Throughout the rest of the afternoon, First Corps units were stacked south to north as they arrived. The overall battle of Day 1 was a series of disconnected small unit (regimental) actions. There was truly an ebb and flow to this battle as the same small patches of land changed hands multiple times.
It is not my purpose nor intent to provide a minute by minute account of any portions of this battle. Others have done a better job at that than I could. I intend to provide a general description and analysis of what occurred as a way to understand the importance of certain events while small and seemingly inconsequential played a major role in the outcome of this epic clash.

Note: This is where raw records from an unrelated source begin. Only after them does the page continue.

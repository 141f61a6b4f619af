//! Article content prepared for narration

pub mod markup;
pub mod source;

pub use markup::extract_text;
pub use source::{ContentId, NarrationSource, DEFAULT_WORDS_PER_SECOND};
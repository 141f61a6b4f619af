//! Error types for narrate

use std::io;
use thiserror::Error;

/// Main error type for narrate
///
/// The playback controller never returns these to its caller; it folds them
/// into state transitions. Backends, configuration and the front end
/// propagate them with `?`.
#[derive(Error, Debug)]
pub enum NarrateError {
    /// No text-to-speech engine exists in this runtime
    #[error("Narration is not available on this system")]
    CapabilityUnavailable,

    /// Markup produced no speakable text
    #[error("Content has no speakable text")]
    EmptyContent,

    /// Speech was cut short by our own cancel
    #[error("Speech was interrupted")]
    SynthesisInterrupted,

    /// Engine failure unrelated to cancellation
    #[error("Speech synthesis failed: {0}")]
    SynthesisFailed(String),

    #[error("Speech synthesis error: {0}")]
    Speech(String),

    #[error("Configuration error: {0}")]
    Config(String),

    #[error("I/O error: {0}")]
    Io(#[from] io::Error),

    #[error("INI parse error: {0}")]
    IniParse(String),

    #[error("JSON error: {0}")]
    Json(#[from] serde_json::Error),

    #[error("{0}")]
    Other(String),
}

impl NarrateError {
    /// True for errors that only exist because we cancelled speech ourselves
    pub fn is_benign(&self) -> bool {
        matches!(self, NarrateError::SynthesisInterrupted)
    }
}

/// Result type alias for narrate operations
pub type Result<T> = std::result::Result<T, NarrateError>;

impl From<String> for NarrateError {
    fn from(s: String) -> Self {
        NarrateError::Other(s)
    }
}

impl From<&str> for NarrateError {
    fn from(s: &str) -> Self {
        NarrateError::Other(s.to_string())
    }
}

#[cfg(test)]
mod tests {
    use super::*;

    #[test]
    fn test_only_interruption_is_benign() {
        assert!(NarrateError::SynthesisInterrupted.is_benign());
        assert!(!NarrateError::SynthesisFailed("boom".into()).is_benign());
        assert!(!NarrateError::EmptyContent.is_benign());
    }

    #[test]
    fn test_string_conversion() {
        let err: NarrateError = "something broke".into();
        assert_eq!(err.to_string(), "something broke");
    }
}
//! Narrate main entry point
//!
//! The player's main loop waits on stdin (user keys) with a timeout sized
//! by the controller's next sampler tick or deferred step, then lets the
//! controller apply narrator events and timers. Every snapshot the
//! controller publishes is rendered as a status line or a JSON object.

use anyhow::{bail, Context};
use log::{debug, error, info, warn};
use mio::{Events, Interest, Poll, Token};
use narrate::config::Config;
use narrate::input::{create_default_keymap, parse_keys, KeyAction};
use narrate::platform::is_wsl;
use narrate::playback::{status_line, NarrationController, PlaybackSettings, PlaybackStatus};
use narrate::speech::create_backend;
use narrate::terminal::{is_tty, TermiosGuard};
use std::io::{self, Read, Write};
use std::os::unix::io::{AsRawFd, RawFd};
use std::process;
use std::sync::mpsc::Receiver;
use std::time::{Duration, Instant};

/// Token for stdin in mio poll
const STDIN: Token = Token(0);

/// Longest the loop sleeps when nothing is scheduled
const MAX_WAIT: Duration = Duration::from_millis(100);

/// Command line options
struct Options {
    debug: bool,
    json: bool,
    file: String,
}

fn parse_args() -> Option<Options> {
    let mut debug = false;
    let mut json = false;
    let mut file = None;

    for arg in std::env::args().skip(1) {
        match arg.as_str() {
            "--debug" | "-d" => debug = true,
            "--json" => json = true,
            _ if file.is_none() && !arg.starts_with('-') => file = Some(arg),
            _ => return None,
        }
    }

    file.map(|file| Options { debug, json, file })
}

fn main() {
    let options = match parse_args() {
        Some(options) => options,
        None => {
            eprintln!("Usage: {} [--debug] [--json] <file>", narrate::APP_NAME);
            process::exit(2);
        }
    };

    // Initialize logger
    if options.debug {
        // Debug mode: write to narrate.log file
        use std::fs::OpenOptions;
        match OpenOptions::new()
            .create(true)
            .append(true)
            .open("narrate.log")
        {
            Ok(log_file) => {
                env_logger::Builder::new()
                    .filter_level(log::LevelFilter::Debug)
                    .target(env_logger::Target::Pipe(Box::new(log_file)))
                    .init();
            }
            Err(e) => {
                eprintln!("Warning: Failed to open narrate.log for debug logging: {}", e);
                eprintln!("Continuing without file logging...");
                env_logger::Builder::new()
                    .filter_level(log::LevelFilter::Warn)
                    .init();
            }
        }

        info!(
            "narrate version {} starting (debug mode, logging to narrate.log)",
            narrate::VERSION
        );
    } else {
        // Normal mode: minimal logging to stderr, only errors
        env_logger::Builder::from_default_env()
            .filter_level(log::LevelFilter::Error)
            .init();
    }

    if let Err(e) = run(&options) {
        error!("Fatal error: {:#}", e);
        eprintln!("Error: {:#}", e);
        process::exit(1);
    }
}

fn run(options: &Options) -> anyhow::Result<()> {
    let markup = std::fs::read_to_string(&options.file)
        .with_context(|| format!("Failed to read {}", options.file))?;

    let settings = match Config::load() {
        Ok(config) => {
            info!("Config loaded from {:?}", config.path());
            config.playback_settings()
        }
        Err(e) => {
            warn!("Using default settings: {}", e);
            PlaybackSettings::default()
        }
    };

    let backend = match create_backend() {
        Ok(backend) => Some(backend),
        Err(e) => {
            eprintln!("{} (controls are disabled)", e);
            None
        }
    };

    let mut controller = NarrationController::new(backend, settings);
    let source = controller.load_content(&markup);
    info!("Narrating {} ({} words)", options.file, source.word_count());
    let snapshots = controller.subscribe();

    let stdin_fd = io::stdin().as_raw_fd();
    if !is_tty(stdin_fd) {
        bail!("narrate requires an interactive terminal (stdin is not a TTY)");
    }
    let _guard = TermiosGuard::new(stdin_fd)?;

    if !options.json {
        println!("space/p play-pause  s stop  \u{2190}/j back  \u{2192}/l forward  m mute  q quit");
    }

    let mut waiter = InputWaiter::new(stdin_fd)?;
    let keymap = create_default_keymap();
    info!("Key handler initialized with {} bindings", keymap.len());

    loop {
        let now = Instant::now();
        controller.poll(now);
        render(&snapshots, options.json)?;

        let timeout = controller
            .time_until_next_wakeup(now)
            .map_or(MAX_WAIT, |d| d.min(MAX_WAIT));

        if !waiter.wait(timeout)? {
            continue;
        }

        let mut buf = [0u8; 64];
        let n = io::stdin().read(&mut buf)?;
        if n == 0 {
            info!("stdin closed");
            break;
        }

        let mut quit = false;
        for action in parse_keys(&keymap, &buf[..n]) {
            debug!("Key action {:?}", action);
            if !dispatch(&mut controller, action, Instant::now()) {
                quit = true;
                break;
            }
        }
        render(&snapshots, options.json)?;
        if quit {
            break;
        }
    }

    drop(controller);
    if !options.json {
        println!();
    }
    Ok(())
}

/// Apply one key action; false means quit
fn dispatch(controller: &mut NarrationController, action: KeyAction, now: Instant) -> bool {
    match action {
        KeyAction::PlayPause => match controller.status() {
            PlaybackStatus::Idle => {
                let from = controller.state().elapsed_seconds;
                controller.play(from, now);
            }
            PlaybackStatus::Ended | PlaybackStatus::Error => controller.play(0.0, now),
            PlaybackStatus::Playing | PlaybackStatus::Paused => controller.pause_or_resume(now),
            PlaybackStatus::Loading => {}
        },
        KeyAction::Stop => controller.stop(),
        KeyAction::SkipBack => controller.skip_back(now),
        KeyAction::SkipForward => controller.skip_forward(now),
        KeyAction::ToggleMute => controller.toggle_mute(now),
        KeyAction::Quit => return false,
    }
    true
}

/// Draw every snapshot published since the last call
fn render(snapshots: &Receiver<narrate::playback::PlaybackSnapshot>, json: bool) -> anyhow::Result<()> {
    let mut stdout = io::stdout();
    for snapshot in snapshots.try_iter() {
        if json {
            writeln!(stdout, "{}", snapshot.to_json()?)?;
        } else {
            write!(stdout, "\r\x1b[K{}", status_line(&snapshot))?;
        }
    }
    stdout.flush()?;
    Ok(())
}

/// Waits for stdin to become readable
///
/// WSL doesn't support epoll on TTY file descriptors, so select() is used
/// there instead of mio.
enum InputWaiter {
    Mio { poll: Poll, events: Events },
    Select { fd: RawFd },
}

impl InputWaiter {
    fn new(stdin_fd: RawFd) -> io::Result<Self> {
        if is_wsl() {
            debug!("Using select() for event loop (WSL mode)");
            return Ok(InputWaiter::Select { fd: stdin_fd });
        }

        debug!("Using mio::Poll for event loop");
        let poll = Poll::new()?;
        let mut stdin_source = mio::unix::SourceFd(&stdin_fd);
        poll.registry()
            .register(&mut stdin_source, STDIN, Interest::READABLE)?;
        Ok(InputWaiter::Mio {
            poll,
            events: Events::with_capacity(16),
        })
    }

    /// True if stdin is readable before `timeout` passes
    fn wait(&mut self, timeout: Duration) -> io::Result<bool> {
        match self {
            InputWaiter::Mio { poll, events } => {
                match poll.poll(events, Some(timeout)) {
                    Ok(()) => Ok(events.iter().any(|event| event.token() == STDIN)),
                    Err(e) if e.kind() == io::ErrorKind::Interrupted => Ok(false),
                    Err(e) => Err(e),
                }
            }
            InputWaiter::Select { fd } => {
                use nix::sys::select::{select, FdSet};
                use nix::sys::time::{TimeVal, TimeValLike};
                use std::os::unix::io::BorrowedFd;

                let stdin_borrowed = unsafe { BorrowedFd::borrow_raw(*fd) };
                let mut read_fds = FdSet::new();
                read_fds.insert(stdin_borrowed);
                let mut timeout = TimeVal::milliseconds(timeout.as_millis() as i64);

                match select(None, Some(&mut read_fds), None, None, Some(&mut timeout)) {
                    Ok(_) => Ok(read_fds.contains(stdin_borrowed)),
                    Err(nix::errno::Errno::EINTR) => Ok(false),
                    Err(e) => Err(io::Error::from_raw_os_error(e as i32)),
                }
            }
        }
    }
}
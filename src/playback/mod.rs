//! Narrated playback
//!
//! The controller owns the playback state machine; the other modules are
//! the pieces it is assembled from.

pub mod clock;
pub mod controller;
pub mod format;
pub mod scheduler;
pub mod settings;
pub mod state;

pub use controller::{Capability, NarrationController};
pub use format::{format_clock, progress, status_line};
pub use settings::PlaybackSettings;
pub use state::{PlaybackSnapshot, PlaybackState, PlaybackStatus};
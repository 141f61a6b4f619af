//! Configuration loading tests
//!
//! Tests that narration configuration loads correctly and provides
//! expected default values

use narrate::config::Config;
use narrate::playback::PlaybackSettings;
use std::fs;
use std::time::Duration;

#[test]
fn test_missing_config_is_created_with_defaults() {
    let dir = tempfile::tempdir().unwrap();
    let path = dir.path().join(".narrate.cfg");

    let config = Config::load_from(&path).expect("Failed to load config");
    assert!(path.exists());
    assert_eq!(config.path(), path.as_path());

    let contents = fs::read_to_string(&path).unwrap();
    assert!(contents.contains("[playback]"));
    assert!(contents.contains("words_per_second"));

    assert_eq!(config.playback_settings(), PlaybackSettings::default());
}

#[test]
fn test_existing_config_is_read() {
    let dir = tempfile::tempdir().unwrap();
    let path = dir.path().join("narrate.cfg");
    fs::write(
        &path,
        "[speech]\nlanguage=fr-FR\nrate=60\n\n[playback]\nwords_per_second=2\nskip_seconds=10\nseek_settle_ms=300\n",
    )
    .unwrap();

    let settings = Config::load_from(&path).unwrap().playback_settings();
    assert_eq!(settings.language, "fr-FR");
    assert_eq!(settings.rate, Some(60));
    assert_eq!(settings.words_per_second, 2.0);
    assert_eq!(settings.skip_seconds, 10.0);
    assert_eq!(settings.seek_settle, Duration::from_millis(300));
    assert_eq!(settings.restart_settle, Duration::from_millis(50));
}

#[test]
fn test_save_round_trips_changes() {
    let dir = tempfile::tempdir().unwrap();
    let path = dir.path().join("narrate.cfg");

    let mut config = Config::load_from(&path).unwrap();
    config.set("playback", "skip_seconds", "30");
    config.save().unwrap();

    let reloaded = Config::load_from(&path).unwrap();
    assert_eq!(reloaded.skip_seconds(), 30.0);
}

#[test]
fn test_malformed_config_is_an_error() {
    let dir = tempfile::tempdir().unwrap();
    let path = dir.path().join("narrate.cfg");
    fs::write(&path, "[playback\nwords_per_second=2\n").unwrap();

    assert!(Config::load_from(&path).is_err());
}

The first of what I will call a series of blunders was the advance of the Iron Brigade into Herbst Woods. It was clearly Reynold’s intent that they establish a defensive line simply replacing the cavalrymen on the southern Union flank, but noticing movement in the woods Reynolds ordered them to interdict. Their commander marched them off to seek the enemy. In short, as they emerged on the far side of the woods they ran into BG James Archer’s Brigade. They were just in the process of forming up to attack through those woods. Suddenly, two opposing forces faced off across Willoughby’s Run, a creek with steep-sided walls. As was noted in Section 3a above, a Rebel unit of similar name always out-numbered a similar Union unit.
Archer’s men quickly recovered from the unexpected surprise appearance of Union troops and began to pursue them back through the woods. The Iron Brigade was nearly enveloped and was lucky to make their way back to the protection of McPherson’s Ridge. Not being sure of what lay ahead, Archer called off the pursuit and held his men in the woods. In the fray, BG Archer himself was captured.
Just to the north, Davis’ Brigade of Heth’s Division was executing a wheel-turn to the right. They were realigning from an attack to the east to move south. Davis had spotted the newly arriving Union units as they moved into position. He thought that he had an opportunity to rout them before they had time to establish themselves. They were aligning themselves behind a rail fence just south of the roadway. They could only watch as the Rebels wheeled around to face them and begin to advance. Then the Rebels disappeared! Between the two lines was an ugly trench cutting through the rolling hills. It was the beginnings of a rail bed that workers had been leveling the land to lay track. At the east end it was shallow and got deeper to the west. The entire Rebel brigade dropped into that trench. Those in the east could use it as good cover and began to fire on Cutler’s men. Those farther west were trapped in a hole up to 5 yards deep. The 6th Wisconsin Regiment of the Iron Brigade had been held back in reserve. They were ordered to shift north to support Cutler. But their commander, COL Fairchild, ordered them to charge the trench. They took heavy fire from their right but soon reached the edge of the cut and took hundreds of Rebel prisoners as they had no place to go and no way to fight.
Had Davis succeeded in his attack to the south, the day’s battle could have been over before it had hardly started.